1 Lost in the Cosmos: The Last Selfhelp Book by Walker Percy. Percy covers all the critical issues: Wednesday afternoons, the Last Phil Donahue Show and "Why it is that of all the billions and billions of strange objects in the Cosmos--novas, quasars, pulsars, black holes--you are beyond doubt the strangest."
2 I'll Take My Stand by Twelve Southerners.
3 Dispatches from the Muckdog Gazette by Bill Kauffman. My review may explain why I would need an occasional Kauffman fix while on the Island.
4 The Marble City by Jack Neely, Knoxville's answer to Bill Kauffman.
5 The Simpsons A complete Guide to Our Favorite family. I assume I wouldn't have TV on this Island. This would be a good substitute.
Who are you going to pass this stick to (3 persons) and why?
I don't know. My first choice would be Jesse, but he already did it and didn't take it very seriously the first time.

Friday, April 01, 2005

Vote with Your Wheels

John Tierney has an article in the New York Times detailing the political affiliations of various car buyers, most of which is predictable. ". . . buyers of American cars tend to be Republican -- except, for some reason, those who buy Pontiacs, who tend to be Democrats. Foreign-brand compact cars are usually bought by Democrats -- but not Mini Coopers, which are bought by almost equal numbers of Democrats and Republicans."

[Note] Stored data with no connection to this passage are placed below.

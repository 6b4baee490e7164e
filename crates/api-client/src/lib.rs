// In crates/api-client/src/lib.rs

use app_config::types::BinanceSettings;
use async_trait::async_trait;
use core_types::{Candle, Interval, Symbol};
use std::time::Duration;

pub mod error;
pub mod synthetic;
pub mod types;

// Re-export public types
pub use error::{Error, Result};
pub use synthetic::SyntheticFeed;
pub use types::*;

/// A source of candle history for one symbol and timeframe.
///
/// Implementations return candles in ascending time order with malformed
/// rows already removed.
#[async_trait]
pub trait CandleProvider: Send + Sync {
    /// The name of the provider (e.g., "binance-futures", "synthetic").
    fn name(&self) -> &'static str;

    async fn fetch(&self, symbol: &Symbol, interval: Interval) -> Result<Vec<Candle>>;
}

impl ApiClient {
    /// Constructs a new ApiClient from BinanceSettings.
    pub fn new(settings: &BinanceSettings) -> Result<Self> {
        let http_client = reqwest::Client::builder()
            .timeout(Duration::from_secs(settings.request_timeout_secs))
            .build()
            .map_err(|e| Error::ClientBuildError(e.to_string()))?;

        Ok(ApiClient {
            http_client,
            base_url: settings.rest_base_url.trim_end_matches('/').to_string(),
        })
    }

    /// Fetches the most recent klines (candlesticks).
    ///
    /// This corresponds to the `GET /fapi/v1/klines` endpoint.
    ///
    /// # Arguments
    ///
    /// * `symbol`: The symbol to fetch klines for.
    /// * `interval`: The kline interval.
    /// * `limit`: Optional number of klines to return (max 1500, default 500).
    pub async fn get_klines(
        &self,
        symbol: &Symbol,
        interval: Interval,
        limit: Option<u16>,
    ) -> Result<Vec<Candle>> {
        let mut params = format!("symbol={}&interval={}", symbol.0, interval);
        if let Some(l) = limit {
            params.push_str(&format!("&limit={}", l));
        }

        let url = format!("{}/fapi/v1/klines?{}", self.base_url, params);
        tracing::debug!(url = %url, "Requesting klines.");

        let response = self
            .http_client
            .get(&url)
            .send()
            .await
            .map_err(Error::RequestFailed)?;
        let status = response.status();
        let response_body = response.text().await.map_err(Error::RequestFailed)?;

        if !status.is_success() {
            return Err(api_error_from_body(&response_body)
                .unwrap_or(Error::HttpStatus { status: status.as_u16() }));
        }

        // Binance answers with an error object instead of rows on bad input.
        let rows: Vec<RawKline> = serde_json::from_str(&response_body)
            .map_err(|e| api_error_from_body(&response_body).unwrap_or(Error::DeserializationFailed(e)))?;

        let candles = candles_from_rows(&rows);
        tracing::debug!(symbol = %symbol, %interval, count = candles.len(), "Received klines.");
        Ok(candles)
    }
}

#[async_trait]
impl CandleProvider for ApiClient {
    fn name(&self) -> &'static str {
        "binance-futures"
    }

    async fn fetch(&self, symbol: &Symbol, interval: Interval) -> Result<Vec<Candle>> {
        self.get_klines(symbol, interval, Some(interval.default_limit()))
            .await
    }
}

// Free function to allow api_client::new usage
pub fn new(settings: &BinanceSettings) -> Result<ApiClient> {
    ApiClient::new(settings)
}

#[cfg(test)]
mod tests {
    use super::*;

    fn settings(url: &str) -> BinanceSettings {
        BinanceSettings {
            rest_base_url: url.to_string(),
            request_timeout_secs: 5,
        }
    }

    #[test]
    fn base_url_loses_trailing_slash() {
        let client = ApiClient::new(&settings("https://fapi.binance.com/")).unwrap();
        assert_eq!(client.base_url, "https://fapi.binance.com");
        assert_eq!(client.name(), "binance-futures");
    }

    #[tokio::test]
    async fn unreachable_host_is_a_request_error() {
        // Reserve a free port, then release it so nothing is listening there.
        let port = {
            let listener = std::net::TcpListener::bind("127.0.0.1:0").unwrap();
            listener.local_addr().unwrap().port()
        };
        let client = ApiClient::new(&settings(&format!("http://127.0.0.1:{port}"))).unwrap();
        let result = client
            .fetch(&Symbol::new("BTCUSDT"), Interval::OneHour)
            .await;
        assert!(matches!(result, Err(Error::RequestFailed(_))));
    }
}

While skimming over a later paragraph I came across came across this quote: "In truth, a lot of fans would be sore about ending the all-American monopoly. Nascar has become a covert ethnic-pride celebration for red-state whites of Northern European descent." This sounds like Steve Sailer, I thought, and looked up at the previous paragraph and saw that it is.

Well Said

The Wandering Hillbilly clearly states what needed to be said:
Ifn ye lack to read the cunservative side of thangs, then i recommend ye check out clark stooksburys blog name of clarkstooksbury, witch the bes thang bout it is how ye caint perdick whut he is a'gone say bout mos innythang. verr thoughtful n not the kind to repeat spin points, far as i kin see, witch that means he bleeves in the cunservative values that wuz importunt to my daddy n his generayshun. ye kin git a lil idee bout how this by readin one of his posts lack "Freedom" of Speech or sum of his longer ritin such as Red Team, Blue Team. ye mite notice rite away how this feller is a real riter that has published thangs in places lack the american conservative.

Thursday, March 31, 2005

Normalcy, Anyone?

The military will run out of gas sometime in 2006, according to the military analysts quoted in this article in the Arizona Republic. "With recruitment lagging and no end in sight for U.S. forces in Iraq, the 'breaking point' for the nation's all-volunteer military will be mid-2006, agreed Lawrence Korb, a draft opponent and assistant defense secretary in the Reagan administration, and Phillip Carter, a conscription advocate and former Army captain."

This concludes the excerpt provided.